OTTAWA – “There is a concern that these restrictions are impairing the growth and competitiveness of the industry to the detriment of consumers and the industry as a whole,” said Marta Morgan, not wasting any time getting to the point during the opening of the Standing Committee on Industry, Science and Technology hearings on foreign investment restrictions in telecommunications last week.
Morgan, the assistant deputy minister of the strategic policy sector at Industry Canada, and two other Industry officials appeared in front of the committee March 25.
She continued by giving a brief history of previous studies done on Canada’s foreign ownership rules. She talked about the 2003 report done by the House of Commons Industry committee, the Telecommunications Policy Review Panel report in 2006 and the Competition Policy Review Panel study of 2008. In all three cases, they argued for a liberalization of the current rules to allow more foreign investment in the Canadian telecommunications market, she said.
Little has happened since.
Morgan highlighted a 2008 Organisation for Economic Cooperation and Development (OECD) report that said 18 of the 30 OECD nations didn’t have any foreign ownership limits. Nine had restrictions but just six of those imposed them only on foreign state run monopolies. Canada, Mexico and South Korea, concluded the report, had the most closed markets with respect to foreign ownership.
Since the publishing of the OECD study, Mexico and South Korea have opened their telecommunications markets to more foreign investment, said Morgan. Foreign entities can now control wireless companies in Mexico and there is legislation before the Mexican congress to allow more foreign investment for wireline telecom companies. South Korea now allows 49% foreign investment in telecommunications companies and this level may increase as a result of trade negotiations with the United States.
“Of all OECD countries, Canada now has one of the most restrictive regimes for foreign investment in telecommunications,” Morgan said.
After her opening remarks, it didn’t take long for the Globalive Wireless (now Wind Mobile) issue to be raised and for the government officials to find themselves on the hot seat.
Bloc Québécois MP Serge Cardin brought Globalive into the debate when he asked if the department believes Orascom holds two-thirds of Globalive’s equity and whether the government’s order allowing the new entrant wireless carrier to launch goes against the spirit of the Telecommunications Act.

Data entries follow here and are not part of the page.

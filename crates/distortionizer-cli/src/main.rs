//! Headless operator console for HMD lens-distortion calibration.
//!
//! Reads one command per line from `--script` or stdin. A line is either a
//! named command (`adjust-coefficient +1`, `shift-center 0 -1`, ...) or a key
//! chord prefixed with `key` (`key shift+left`, `key q`). Lines starting with
//! `#` are ignored.

use std::fs;
use std::io::{self, BufRead, BufReader, Write};
use std::path::{Path, PathBuf};

use anyhow::{Context, Result};
use clap::{Parser, ValueEnum};
use distortionizer_config::{AppSettings, ConfigStore};
use distortionizer_core::pattern::{test_pattern, PatternOptions};
use distortionizer_core::CoefficientOrdering;
use distortionizer_session::{
    CalibrationSession, Command, CommandOutcome, KeyChord, SessionError,
};
use log::{error, info, warn};

/// Interactive radial-distortion calibration for stereo HMDs.
#[derive(Debug, Parser)]
#[command(name = "distortionizer", version, about = "HMD lens distortion calibration console")]
struct Args {
    /// Optional JSON settings file. Flags below override its values.
    #[arg(long)]
    settings: Option<PathBuf>,

    /// Calibration document to load and save (default: HMD_Config.json).
    #[arg(long)]
    config: Option<PathBuf>,

    /// Framebuffer width in pixels.
    #[arg(long)]
    width: Option<u32>,

    /// Framebuffer height in pixels.
    #[arg(long)]
    height: Option<u32>,

    /// Initial adjustment step size.
    #[arg(long)]
    step: Option<f64>,

    /// Coefficient magnitude ordering enforced on every update.
    #[arg(long, value_enum)]
    ordering: Option<OrderingArg>,

    /// Read commands from this file instead of stdin.
    #[arg(long)]
    script: Option<PathBuf>,

    /// Write the corrected test pattern (JSON) here before exiting.
    #[arg(long)]
    pattern_out: Option<PathBuf>,

    /// Start from an identity calibration instead of loading the document.
    #[arg(long)]
    skip_load: bool,
}

#[derive(Debug, Clone, Copy, PartialEq, Eq, ValueEnum)]
enum OrderingArg {
    Disabled,
    Descending,
    StrictlyDescending,
}

impl From<OrderingArg> for CoefficientOrdering {
    fn from(value: OrderingArg) -> Self {
        match value {
            OrderingArg::Disabled => CoefficientOrdering::Disabled,
            OrderingArg::Descending => CoefficientOrdering::Descending,
            OrderingArg::StrictlyDescending => CoefficientOrdering::StrictlyDescending,
        }
    }
}

fn resolve_settings(args: &Args) -> Result<AppSettings> {
    let mut settings = match &args.settings {
        Some(path) => AppSettings::load(path)
            .with_context(|| format!("reading settings {}", path.display()))?,
        None => AppSettings::default(),
    };
    if let Some(path) = &args.config {
        settings.config_path = path.clone();
    }
    if let Some(width) = args.width {
        settings.screen_width = width;
    }
    if let Some(height) = args.height {
        settings.screen_height = height;
    }
    if let Some(step) = args.step {
        settings.step = step;
    }
    if let Some(ordering) = args.ordering {
        settings.ordering = ordering.into();
    }
    Ok(settings.sanitized())
}

/// Session plus the IO it needs to carry out command outcomes.
struct Console {
    session: CalibrationSession,
    store: ConfigStore,
    pattern: PatternOptions,
    applied: usize,
}

impl Console {
    fn new(settings: &AppSettings) -> Self {
        Self {
            session: CalibrationSession::with_options(
                settings.screen(),
                settings.session_options(),
            ),
            store: ConfigStore::new(&settings.config_path),
            pattern: settings.pattern.clone(),
            applied: 0,
        }
    }

    fn load_initial(&mut self) -> Result<()> {
        self.store.load_into(&mut self.session).with_context(|| {
            format!(
                "unable to load {}; make sure the calibration file exists and try again",
                self.store.path().display()
            )
        })
    }

    /// Run commands until input ends or `quit` is read.
    fn run<R: BufRead, W: Write>(&mut self, input: R, out: &mut W) -> Result<()> {
        for (lineno, line) in input.lines().enumerate() {
            let line = line.context("reading command input")?;
            let command = match parse_line(&line) {
                Ok(Some(command)) => command,
                Ok(None) => continue,
                Err(e) => {
                    warn!("line {}: {e}", lineno + 1);
                    continue;
                }
            };
            if !self.execute(command, out)? {
                break;
            }
        }
        Ok(())
    }

    /// Apply one command. Returns `false` when the console should stop.
    fn execute<W: Write>(&mut self, command: Command, out: &mut W) -> Result<bool> {
        self.applied += 1;
        match self.session.apply(command) {
            Ok(CommandOutcome::Redraw) => {
                if self.session.overlay_visible() {
                    writeln!(out, "{}", self.session.status_line())?;
                }
            }
            Ok(CommandOutcome::Save) => match self.store.save_from(&self.session) {
                Ok(()) => self.session.log_success("save"),
                Err(e) => {
                    error!("save failed: {e}");
                    self.session.log_failure("save", e.to_string());
                }
            },
            Ok(CommandOutcome::Load) => match self.store.load_into(&mut self.session) {
                Ok(()) => self.session.log_success("load"),
                Err(e) => {
                    error!("load failed: {e}");
                    self.session.log_failure("load", e.to_string());
                }
            },
            Ok(CommandOutcome::Quit) => return Ok(false),
            Err(e @ SessionError::CoefficientOrderingViolation { .. }) => {
                // Terminal bell.
                write!(out, "\x07")?;
                warn!("{e}");
            }
            Err(e) => warn!("{e}"),
        }
        Ok(true)
    }

    fn write_pattern(&self, path: &Path) -> Result<()> {
        let pattern = test_pattern(&self.session.model(), &self.session.cops(), &self.pattern);
        let json = serde_json::to_string_pretty(&pattern)?;
        fs::write(path, json).with_context(|| format!("writing {}", path.display()))?;
        info!(
            "test pattern written to {} ({} vertices)",
            path.display(),
            pattern.vertex_count()
        );
        Ok(())
    }
}

/// Parse one console line. Blank lines and comments yield `None`.
fn parse_line(line: &str) -> Result<Option<Command>, SessionError> {
    let line = line.trim();
    if line.is_empty() || line.starts_with('#') {
        return Ok(None);
    }
    if let Some(text) = line.strip_prefix("key ") {
        let chord: KeyChord = text.parse()?;
        return match chord.command() {
            Some(command) => Ok(Some(command)),
            None => Err(SessionError::InvalidCommand(format!(
                "key `{}` is not bound",
                text.trim()
            ))),
        };
    }
    line.parse().map(Some)
}

fn main() -> Result<()> {
    tracing_subscriber::fmt()
        .with_env_filter(
            tracing_subscriber::EnvFilter::try_from_default_env()
                .unwrap_or_else(|_| tracing_subscriber::EnvFilter::new("info")),
        )
        .init();

    let args = Args::parse();
    let settings = resolve_settings(&args)?;
    let mut console = Console::new(&settings);

    if !args.skip_load {
        console.load_initial()?;
    }

    let mut stdout = io::stdout().lock();
    match &args.script {
        Some(path) => {
            let file = fs::File::open(path)
                .with_context(|| format!("opening script {}", path.display()))?;
            console.run(BufReader::new(file), &mut stdout)?;
        }
        None => console.run(io::stdin().lock(), &mut stdout)?,
    }

    if let Some(path) = &args.pattern_out {
        console.write_pattern(path)?;
    }
    info!("{} command(s) applied", console.applied);
    Ok(())
}

#[cfg(test)]
mod tests {
    use super::*;
    use distortionizer_core::{Channel, Eye, ScreenSize, Term};
    use serde_json::Value;
    use std::io::Cursor;
    use tempfile::{tempdir, NamedTempFile};

    fn settings_for(path: &Path) -> AppSettings {
        AppSettings {
            config_path: path.to_path_buf(),
            ..AppSettings::default()
        }
    }

    fn run_script(console: &mut Console, script: &str) -> String {
        let mut out = Vec::new();
        console.run(Cursor::new(script), &mut out).unwrap();
        String::from_utf8(out).unwrap()
    }

    #[test]
    fn parses_named_commands_and_key_chords() {
        assert_eq!(parse_line("  # comment").unwrap(), None);
        assert_eq!(parse_line("").unwrap(), None);
        assert_eq!(parse_line("save").unwrap(), Some(Command::Save));
        assert_eq!(
            parse_line("key shift+left").unwrap(),
            Some(Command::ShiftCenter {
                vertical: 0,
                horizontal: -1
            })
        );
        assert!(parse_line("key p").is_err());
        assert!(parse_line("fly").is_err());
    }

    #[test]
    fn flags_override_settings() {
        let args = Args::parse_from([
            "distortionizer",
            "--width",
            "1920",
            "--step",
            "0.01",
            "--ordering",
            "strictly-descending",
            "--config",
            "custom.json",
        ]);
        let settings = resolve_settings(&args).unwrap();
        assert_eq!(settings.screen(), ScreenSize::new(1920, 1200));
        assert_eq!(settings.step, 0.01);
        assert_eq!(settings.ordering, CoefficientOrdering::StrictlyDescending);
        assert_eq!(settings.config_path, PathBuf::from("custom.json"));
    }

    #[test]
    fn non_finite_step_flag_uses_default() {
        let args = Args::parse_from(["distortionizer", "--step", "NaN"]);
        let settings = resolve_settings(&args).unwrap();
        assert_eq!(settings.step, 1e-3);

        let file = NamedTempFile::new().unwrap();
        let mut console = Console::new(&AppSettings {
            config_path: file.path().to_path_buf(),
            ..settings
        });
        run_script(&mut console, "adjust-coefficient +1\nsave\n");
        let mut reloaded = CalibrationSession::new(ScreenSize::default());
        ConfigStore::new(file.path()).load_into(&mut reloaded).unwrap();
        assert_eq!(
            reloaded.coefficients().value(Eye::Right, Channel::Red, Term::Third),
            1e-3
        );
    }

    #[test]
    fn status_line_follows_overlay_toggle() {
        let file = NamedTempFile::new().unwrap();
        let mut console = Console::new(&settings_for(file.path()));
        assert_eq!(run_script(&mut console, "shift-step -1\n"), "");
        let output = run_script(&mut console, "key space\nshift-step +1\n");
        assert_eq!(output.lines().count(), 2);
        assert!(output.lines().all(|line| line.contains("mode=none")));
        assert_eq!(console.applied, 3);
    }

    #[test]
    fn missing_document_aborts_initial_load() {
        let dir = tempdir().unwrap();
        let mut console = Console::new(&settings_for(&dir.path().join("HMD_Config.json")));
        let err = console.load_initial().unwrap_err();
        assert!(err.to_string().contains("HMD_Config.json"));
    }

    #[test]
    fn script_session_saves_and_reloads() {
        let file = NamedTempFile::new().unwrap();
        let mut console = Console::new(&settings_for(file.path()));

        let output = run_script(
            &mut console,
            "key space\ntoggle-eye right\nkey w\nkey e\nkey 2\nkey 3\nkey up\nkey up\nsave\nkey h\nload\nquit\nkey up\n",
        );
        assert!(output.contains("mode=none"));

        let k = console
            .session
            .coefficients()
            .value(Eye::Left, Channel::Green, Term::First);
        assert!((k - 2e-3).abs() < 1e-15);

        let saved: Value = serde_json::from_str(&fs::read_to_string(file.path()).unwrap()).unwrap();
        assert_eq!(saved["tracking_to_eye_transform"][0]["distortion"]["coeffs"][0], k);
        assert_eq!(saved["tracking_to_eye_transform"][1]["distortion"]["coeffs"][0], 0.0);
    }

    #[test]
    fn ordering_violation_rings_bell_and_continues() {
        let file = NamedTempFile::new().unwrap();
        let settings = AppSettings {
            ordering: CoefficientOrdering::Descending,
            ..settings_for(file.path())
        };
        let mut console = Console::new(&settings);
        let output = run_script(&mut console, "key 1\nkey up\ntoggle-overlay\nkey 2\n");

        assert!(output.contains('\x07'));
        assert!(console.session.coefficients().iter().all(|(_, _, k)| k.is_zero()));
        assert!(!console.session.selection().terms.contains(Term::Second));
    }

    #[test]
    fn writes_test_pattern() {
        let dir = tempdir().unwrap();
        let out = dir.path().join("pattern.json");
        let settings = AppSettings {
            screen_width: 400,
            screen_height: 200,
            ..settings_for(&dir.path().join("HMD_Config.json"))
        };
        let mut console = Console::new(&settings);
        run_script(&mut console, "adjust-coefficient +1\n");
        console.write_pattern(&out).unwrap();

        let pattern: Value = serde_json::from_str(&fs::read_to_string(&out).unwrap()).unwrap();
        assert_eq!(pattern["crosshairs"].as_array().unwrap().len(), 4);
        assert!(!pattern["polylines"].as_array().unwrap().is_empty());
    }
}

Anne-Marie Lévesque, senior general counsel of legal services at Industry Canada, defended the government’s decision. She explained that there are a number of issues at play including legal control and control in fact, and while the CRTC ruled that control in fact of Globalive may be in the hands of foreigners, the feds didn’t see it that way.
“The government felt, and this is reflected in the order, that the foreign company Orascom did not have the ability to control the daily business of this company,” Lévesque said in response to Cardin’s question. “Perhaps it had a degree of influence because of its financial investment, but it did not have a control in fact as required by case law.”
Later, responding to a question from Liberal MP Dan McTeague, Lévesque said there haven’t been any changes to the application of the control in fact test.
“The challenge in applying the control in fact test is… that one has to look at all the facts and determine whether those facts taken together amount to control, not legal control, but factual control and that’s not an exact science,” she said. “It’s a subjective assessment of the facts. So the law has not changed. The application of the law has not changed.”
Other issues raised during the hearing
• Liberal MP, and former astronaut Marc Garneau, asked what, if any, impact on culture and identity would result from opening Canada’s telecommunications to greater foreign investment. “While I’m not an expert in European identity, the French, the Germans, the English have all lifted for the most part these restrictions without negative impact from a cultural or identity perspective,” Morgan explained.
• Mike Lake, a Conservative MP from Edmonton-Mills Woods-Beaumont, sought to bring the debate to the consumer, asking what the impact of allowing more foreign investment would do. Morgan said there two benefits would accrue to Canadian consumers. Foreign investors bring assets, technology, people and know-how to help increase productivity. Secondly, foreign investment results in more competition. “Foreign direct investment makes domestic firms compete harder. They make them innovate more, they put pressure on them to reduce inefficiency, to reduce their prices to consumers and to increase their offers,” she said.
• OECD countries that have liberalized their foreign investment regimes for telecom have seen their consumers benefit from better services and lower prices, Morgan noted. The evidence speaks for itself when comparing the Canadian wireless experience to that of the US, she added. “The penetration of wireless service in Canada is much less for example than it is in the United States [where] 85% of US households would have some kind of a wireless cell phone or other wireless device versus around 60%, 65% of Canadian households,” she said. “So there is evidence internationally that there is room in Canada both on the pricing and the availability of services for improvement.”
The hearings continue this week with witnesses scheduled to appear on March 30, April 1 and April 13. After this, the committee will turn its attention to the Investment Canada Act with hearings on April 15, 20 and 22.